Anne seemed dumbfounded. Terrier repeated the question.
“Because that’s what he is,” he explained. “My pal is black.”
“But what do you take me for?”
“I don’t know. I know very little about you,” Terrier said softly.
“Come to bed.”
“I don’t know.” Terrier’s tone was indecisive at first, then firmed up. “First, we have to take care of practicalities.”

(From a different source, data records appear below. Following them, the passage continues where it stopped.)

// Copyright (c) 2025 Felix Kahle.
//
// Permission is hereby granted, free of charge, to any person obtaining
// a copy of this software and associated documentation files (the
// "Software"), to deal in the Software without restriction, including
// without limitation the rights to use, copy, modify, merge, publish,
// distribute, sublicense, and/or sell copies of the Software, and to
// permit persons to whom the Software is furnished to do so, subject to
// the following conditions:
//
// The above copyright notice and this permission notice shall be
// included in all copies or substantial portions of the Software.
//
// THE SOFTWARE IS PROVIDED "AS IS", WITHOUT WARRANTY OF ANY KIND,
// EXPRESS OR IMPLIED, INCLUDING BUT NOT LIMITED TO THE WARRANTIES OF
// MERCHANTABILITY, FITNESS FOR A PARTICULAR PURPOSE AND
// NONINFRINGEMENT. IN NO EVENT SHALL THE AUTHORS OR COPYRIGHT HOLDERS BE
// LIABLE FOR ANY CLAIM, DAMAGES OR OTHER LIABILITY, WHETHER IN AN ACTION
// OF CONTRACT, TORT OR OTHERWISE, ARISING FROM, OUT OF OR IN CONNECTION
// WITH THE SOFTWARE OR THE USE OR OTHER DEALINGS IN THE SOFTWARE.

use crate::err::InvalidParamsError;
use cohort_alloc_core::{SolverVariable, time::TimeDelta};
use std::fmt::Display;

/// Size, length and count requirements for one scheduling run.
#[derive(Debug, Clone, Copy, PartialEq, Eq, Hash)]
pub struct CohortParams<T: SolverVariable> {
    min_size: usize,
    max_size: usize,
    time_block: TimeDelta<T>,
    target_count: usize,
}

impl<T: SolverVariable> CohortParams<T> {
    /// Validates and creates the parameters.
    ///
    /// Requires `min_size >= 1`, `max_size >= min_size` and a positive
    /// `time_block`. A `target_count` of zero is allowed and trivially solved.
    pub fn new(
        min_size: usize,
        max_size: usize,
        time_block: TimeDelta<T>,
        target_count: usize,
    ) -> Result<Self, InvalidParamsError<T>> {
        if min_size == 0 {
            return Err(InvalidParamsError::MinSizeZero);
        }
        if max_size < min_size {
            return Err(InvalidParamsError::MaxBelowMin { min_size, max_size });
        }
        if !time_block.is_positive() {
            return Err(InvalidParamsError::NonPositiveTimeBlock(time_block));
        }
        Ok(Self {
            min_size,
            max_size,
            time_block,
            target_count,
        })
    }

    #[inline]
    pub fn min_size(&self) -> usize {
        self.min_size
    }

    #[inline]
    pub fn max_size(&self) -> usize {
        self.max_size
    }

    #[inline]
    pub fn time_block(&self) -> TimeDelta<T> {
        self.time_block
    }

    #[inline]
    pub fn target_count(&self) -> usize {
        self.target_count
    }

    #[inline]
    pub fn size_range(&self) -> std::ops::RangeInclusive<usize> {
        self.min_size..=self.max_size
    }

    /// Same parameters with a different number of cohorts.
    #[inline]
    pub fn with_target_count(self, target_count: usize) -> Self {
        Self {
            target_count,
            ..self
        }
    }
}

impl<T: SolverVariable> Display for CohortParams<T> {
    fn fmt(&self, f: &mut std::fmt::Formatter<'_>) -> std::fmt::Result {
        write!(
            f,
            "CohortParams(size {}..={}, block {}, target {})",
            self.min_size, self.max_size, self.time_block, self.target_count
        )
    }
}

#[cfg(test)]
mod tests {
    use super::*;

    #[test]
    fn test_valid_params() {
        let p = CohortParams::new(2, 4, TimeDelta::new(60i64), 3).unwrap();
        assert_eq!(p.size_range(), 2..=4);
        assert_eq!(p.time_block(), TimeDelta::new(60));
        assert_eq!(p.with_target_count(5).target_count(), 5);
    }

    #[test]
    fn test_invalid_params() {
        assert_eq!(
            CohortParams::new(0, 4, TimeDelta::new(60i64), 1),
            Err(InvalidParamsError::MinSizeZero)
        );
        assert_eq!(
            CohortParams::new(4, 3, TimeDelta::new(60i64), 1),
            Err(InvalidParamsError::MaxBelowMin {
                min_size: 4,
                max_size: 3
            })
        );
        assert_eq!(
            CohortParams::new(1, 3, TimeDelta::new(0i64), 1),
            Err(InvalidParamsError::NonPositiveTimeBlock(TimeDelta::new(0)))
        );
    }
}
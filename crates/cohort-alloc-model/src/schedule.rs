// Copyright (c) 2025 Felix Kahle.
//
// Permission is hereby granted, free of charge, to any person obtaining
// a copy of this software and associated documentation files (the
// "Software"), to deal in the Software without restriction, including
// without limitation the rights to use, copy, modify, merge, publish,
// distribute, sublicense, and/or sell copies of the Software, and to
// permit persons to whom the Software is furnished to do so, subject to
// the following conditions:
//
// The above copyright notice and this permission notice shall be
// included in all copies or substantial portions of the Software.
//
// THE SOFTWARE IS PROVIDED "AS IS", WITHOUT WARRANTY OF ANY KIND,
// EXPRESS OR IMPLIED, INCLUDING BUT NOT LIMITED TO THE WARRANTIES OF
// MERCHANTABILITY, FITNESS FOR A PARTICULAR PURPOSE AND
// NONINFRINGEMENT. IN NO EVENT SHALL THE AUTHORS OR COPYRIGHT HOLDERS BE
// LIABLE FOR ANY CLAIM, DAMAGES OR OTHER LIABILITY, WHETHER IN AN ACTION
// OF CONTRACT, TORT OR OTHERWISE, ARISING FROM, OUT OF OR IN CONNECTION
// WITH THE SOFTWARE OR THE USE OR OTHER DEALINGS IN THE SOFTWARE.

use crate::{
    availability::AvailabilitySet,
    cohort::ScheduledCohort,
    id::{FacilitatorId, ParticipantId},
    problem::CohortProblem,
};
use cohort_alloc_core::{SolverVariable, time::TimeInterval};
use std::{
    collections::{HashMap, HashSet},
    fmt::Display,
};

#[derive(Debug, Clone, PartialEq, Eq)]
pub enum ScheduleValidationError<T: SolverVariable> {
    CountMismatch {
        expected: usize,
        actual: usize,
    },
    UnknownParticipant(ParticipantId),
    UnknownFacilitator(FacilitatorId),
    DuplicateParticipant(ParticipantId),
    SizeOutOfRange {
        slot: TimeInterval<T>,
        size: usize,
        min_size: usize,
        max_size: usize,
    },
    ParticipantUnavailable {
        participant: ParticipantId,
        slot: TimeInterval<T>,
    },
    FacilitatorUnavailable {
        facilitator: FacilitatorId,
        slot: TimeInterval<T>,
    },
    CapacityExceeded {
        facilitator: FacilitatorId,
        capacity: u32,
        assigned: u32,
    },
    FacilitatorDoubleBooked {
        facilitator: FacilitatorId,
        first: TimeInterval<T>,
        second: TimeInterval<T>,
    },
}

impl<T: SolverVariable> Display for ScheduleValidationError<T> {
    fn fmt(&self, f: &mut std::fmt::Formatter<'_>) -> std::fmt::Result {
        match self {
            Self::CountMismatch { expected, actual } => {
                write!(f, "Expected {} cohorts, schedule has {}", expected, actual)
            }
            Self::UnknownParticipant(p) => write!(f, "{} is not part of the problem", p),
            Self::UnknownFacilitator(id) => write!(f, "{} is not on the roster", id),
            Self::DuplicateParticipant(p) => write!(f, "{} is in more than one cohort", p),
            Self::SizeOutOfRange {
                slot,
                size,
                min_size,
                max_size,
            } => write!(
                f,
                "Cohort at {} has {} members, allowed {}..={}",
                slot, size, min_size, max_size
            ),
            Self::ParticipantUnavailable { participant, slot } => {
                write!(f, "{} is not available for {}", participant, slot)
            }
            Self::FacilitatorUnavailable { facilitator, slot } => {
                write!(f, "{} is not available for {}", facilitator, slot)
            }
            Self::CapacityExceeded {
                facilitator,
                capacity,
                assigned,
            } => write!(
                f,
                "{} leads {} cohorts but has capacity {}",
                facilitator, assigned, capacity
            ),
            Self::FacilitatorDoubleBooked {
                facilitator,
                first,
                second,
            } => write!(
                f,
                "{} leads overlapping cohorts at {} and {}",
                facilitator, first, second
            ),
        }
    }
}

impl<T: SolverVariable> std::error::Error for ScheduleValidationError<T> {}

/// A conflict-free set of committed cohorts.
#[derive(Debug, Clone, PartialEq, Eq)]
pub struct Schedule<T: SolverVariable> {
    cohorts: Vec<ScheduledCohort<T>>,
    remaining_capacity: Vec<(FacilitatorId, u32)>,
}

impl<T: SolverVariable> Schedule<T> {
    /// `remaining_capacity` lists every roster facilitator in roster order.
    #[inline]
    pub fn new(
        cohorts: Vec<ScheduledCohort<T>>,
        remaining_capacity: Vec<(FacilitatorId, u32)>,
    ) -> Self {
        Self {
            cohorts,
            remaining_capacity,
        }
    }

    #[inline]
    pub fn cohorts(&self) -> &[ScheduledCohort<T>] {
        &self.cohorts
    }

    #[inline]
    pub fn len(&self) -> usize {
        self.cohorts.len()
    }

    #[inline]
    pub fn is_empty(&self) -> bool {
        self.cohorts.is_empty()
    }

    #[inline]
    pub fn into_cohorts(self) -> Vec<ScheduledCohort<T>> {
        self.cohorts
    }

    /// Capacity left for `facilitator` after the search.
    #[inline]
    pub fn remaining_capacity(&self, facilitator: &str) -> Option<u32> {
        self.remaining_capacity
            .iter()
            .find(|(id, _)| id.as_str() == facilitator)
            .map(|(_, c)| *c)
    }

    #[inline]
    pub fn iter_remaining_capacity(&self) -> impl Iterator<Item = (&FacilitatorId, u32)> + '_ {
        self.remaining_capacity.iter().map(|(id, c)| (id, *c))
    }

    #[inline]
    pub fn scheduled_participants(&self) -> impl Iterator<Item = &ParticipantId> + '_ {
        self.cohorts.iter().flat_map(|c| c.members().iter())
    }

    #[inline]
    pub fn total_participants(&self) -> usize {
        self.cohorts.iter().map(|c| c.size()).sum()
    }

    /// Participants of `population` that ended up in no cohort, in population order.
    pub fn unassigned(&self, population: &AvailabilitySet<T>) -> Vec<ParticipantId> {
        let placed: HashSet<&ParticipantId> = self.scheduled_participants().collect();
        population
            .ids()
            .filter(|id| !placed.contains(id))
            .cloned()
            .collect()
    }

    /// Re-checks every schedule invariant against `problem`.
    pub fn validate(&self, problem: &CohortProblem<T>) -> Result<(), ScheduleValidationError<T>> {
        let params = problem.params();
        if self.cohorts.len() != params.target_count() {
            return Err(ScheduleValidationError::CountMismatch {
                expected: params.target_count(),
                actual: self.cohorts.len(),
            });
        }

        let mut seen: HashSet<&ParticipantId> = HashSet::new();
        let mut booked: HashMap<&FacilitatorId, Vec<TimeInterval<T>>> = HashMap::new();

        for cohort in &self.cohorts {
            let slot = cohort.slot();
            if !params.size_range().contains(&cohort.size()) {
                return Err(ScheduleValidationError::SizeOutOfRange {
                    slot,
                    size: cohort.size(),
                    min_size: params.min_size(),
                    max_size: params.max_size(),
                });
            }

            for member in cohort.members() {
                let availability = problem
                    .availability()
                    .get(member.as_str())
                    .ok_or_else(|| ScheduleValidationError::UnknownParticipant(member.clone()))?;
                if !availability.covers(&slot) {
                    return Err(ScheduleValidationError::ParticipantUnavailable {
                        participant: member.clone(),
                        slot,
                    });
                }
                if !seen.insert(member) {
                    return Err(ScheduleValidationError::DuplicateParticipant(
                        member.clone(),
                    ));
                }
            }

            let fid = cohort.facilitator();
            let facilitator = problem
                .roster()
                .get(fid.as_str())
                .ok_or_else(|| ScheduleValidationError::UnknownFacilitator(fid.clone()))?;
            if !facilitator.covers(&slot) {
                return Err(ScheduleValidationError::FacilitatorUnavailable {
                    facilitator: fid.clone(),
                    slot,
                });
            }
            let slots = booked.entry(fid).or_default();
            if let Some(&first) = slots.iter().find(|s| s.intersects(&slot)) {
                return Err(ScheduleValidationError::FacilitatorDoubleBooked {
                    facilitator: fid.clone(),
                    first,
                    second: slot,
                });
            }
            slots.push(slot);
            let assigned = slots.len() as u32;
            if assigned > facilitator.capacity() {
                return Err(ScheduleValidationError::CapacityExceeded {
                    facilitator: fid.clone(),
                    capacity: facilitator.capacity(),
                    assigned,
                });
            }
        }
        Ok(())
    }
}

#[cfg(test)]
mod tests {
    use super::*;
    use crate::{facilitator::Facilitator, params::CohortParams, problem::CohortProblemBuilder};
    use cohort_alloc_core::time::{TimeDelta, TimePoint};

    fn ti(a: i64, b: i64) -> TimeInterval<i64> {
        TimeInterval::new(TimePoint::new(a), TimePoint::new(b))
    }

    fn ids(names: &[&str]) -> Vec<ParticipantId> {
        names.iter().map(|n| ParticipantId::new(n)).collect()
    }

    fn problem(target: usize, capacity: u32) -> CohortProblem<i64> {
        let params = CohortParams::new(2, 3, TimeDelta::new(60), target).unwrap();
        let mut b = CohortProblemBuilder::new(params);
        for name in ["a", "b", "c", "d"] {
            b.add_participant(name, vec![ti(0, 120)]).unwrap();
        }
        b.add_participant("late", vec![ti(60, 120)]).unwrap();
        b.add_facilitator(Facilitator::new("f", vec![ti(0, 120)], capacity))
            .unwrap();
        b.add_day(ti(0, 120));
        b.build().unwrap()
    }

    #[test]
    fn test_valid_schedule_and_unassigned() {
        let p = problem(2, 2);
        let s = Schedule::new(
            vec![
                ScheduledCohort::new(ti(0, 60), ids(&["a", "b"]), "f".into()),
                ScheduledCohort::new(ti(60, 120), ids(&["c", "late"]), "f".into()),
            ],
            vec![("f".into(), 0)],
        );
        assert_eq!(s.validate(&p), Ok(()));
        assert_eq!(s.unassigned(p.availability()), ids(&["d"]));
        assert_eq!(s.remaining_capacity("f"), Some(0));
        assert_eq!(s.total_participants(), 4);
    }

    #[test]
    fn test_duplicate_member_detected() {
        let p = problem(2, 2);
        let s = Schedule::new(
            vec![
                ScheduledCohort::new(ti(0, 60), ids(&["a", "b"]), "f".into()),
                ScheduledCohort::new(ti(60, 120), ids(&["b", "c"]), "f".into()),
            ],
            vec![],
        );
        assert_eq!(
            s.validate(&p),
            Err(ScheduleValidationError::DuplicateParticipant("b".into()))
        );
    }

    #[test]
    fn test_capacity_exceeded_detected() {
        let p = problem(2, 1);
        let s = Schedule::new(
            vec![
                ScheduledCohort::new(ti(0, 60), ids(&["a", "b"]), "f".into()),
                ScheduledCohort::new(ti(60, 120), ids(&["c", "d"]), "f".into()),
            ],
            vec![],
        );
        assert!(matches!(
            s.validate(&p),
            Err(ScheduleValidationError::CapacityExceeded { assigned: 2, .. })
        ));
    }

    #[test]
    fn test_overlapping_facilitator_slots_detected() {
        let p = problem(2, 2);
        let s = Schedule::new(
            vec![
                ScheduledCohort::new(ti(0, 60), ids(&["a", "b"]), "f".into()),
                ScheduledCohort::new(ti(30, 90), ids(&["c", "d"]), "f".into()),
            ],
            vec![],
        );
        assert_eq!(
            s.validate(&p),
            Err(ScheduleValidationError::FacilitatorDoubleBooked {
                facilitator: "f".into(),
                first: ti(0, 60),
                second: ti(30, 90),
            })
        );
    }

    #[test]
    fn test_partial_availability_detected() {
        let p = problem(1, 1);
        let s = Schedule::new(
            vec![ScheduledCohort::new(ti(0, 60), ids(&["a", "late"]), "f".into())],
            vec![],
        );
        assert!(matches!(
            s.validate(&p),
            Err(ScheduleValidationError::ParticipantUnavailable { .. })
        ));
    }

    #[test]
    fn test_size_and_count_checked() {
        let p = problem(1, 1);
        let too_small = Schedule::new(
            vec![ScheduledCohort::new(ti(0, 60), ids(&["a"]), "f".into())],
            vec![],
        );
        assert!(matches!(
            too_small.validate(&p),
            Err(ScheduleValidationError::SizeOutOfRange { size: 1, .. })
        ));

        let empty = Schedule::new(vec![], vec![]);
        assert_eq!(
            empty.validate(&p),
            Err(ScheduleValidationError::CountMismatch {
                expected: 1,
                actual: 0
            })
        );
    }
}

Anne sat up in bed, exposing her breasts, which were still beautiful, though heavy and just beginning to sag. She grabbed the bottle of cognac.
“How many people have you killed?”
“Don’t drink any more! We have to take care of practicalities! Practicalities!” Terrier repeated nervously. With his hands in his pockets, he was facing Anne and rocking impatiently on his heels. The young woman took a swig from the bottle.
“You’re on the blink,” she declared in a neutral tone. She might as well have been pronouncing a diagnosis concerning a broken clock. “On the blink. Come to bed, then.” She threw herself violently back down, with her eyes hermetically sealed, without letting go of the bottle. Her whole face was red, and a flush spread across her throat and breasts. “Let’s fuck.” She opened her eyes. “That’s what you wanted,” she said decisively.
“Shit, Anne, wait a second!” Terrier shouted uselessly. The door of the room, which Terrier had neglected to lock, opened behind him, and two guys came in. One of them quietly closed the door, and the other put the barrel of an S&W Bodyguard Airweight revolver to Terrier’s head.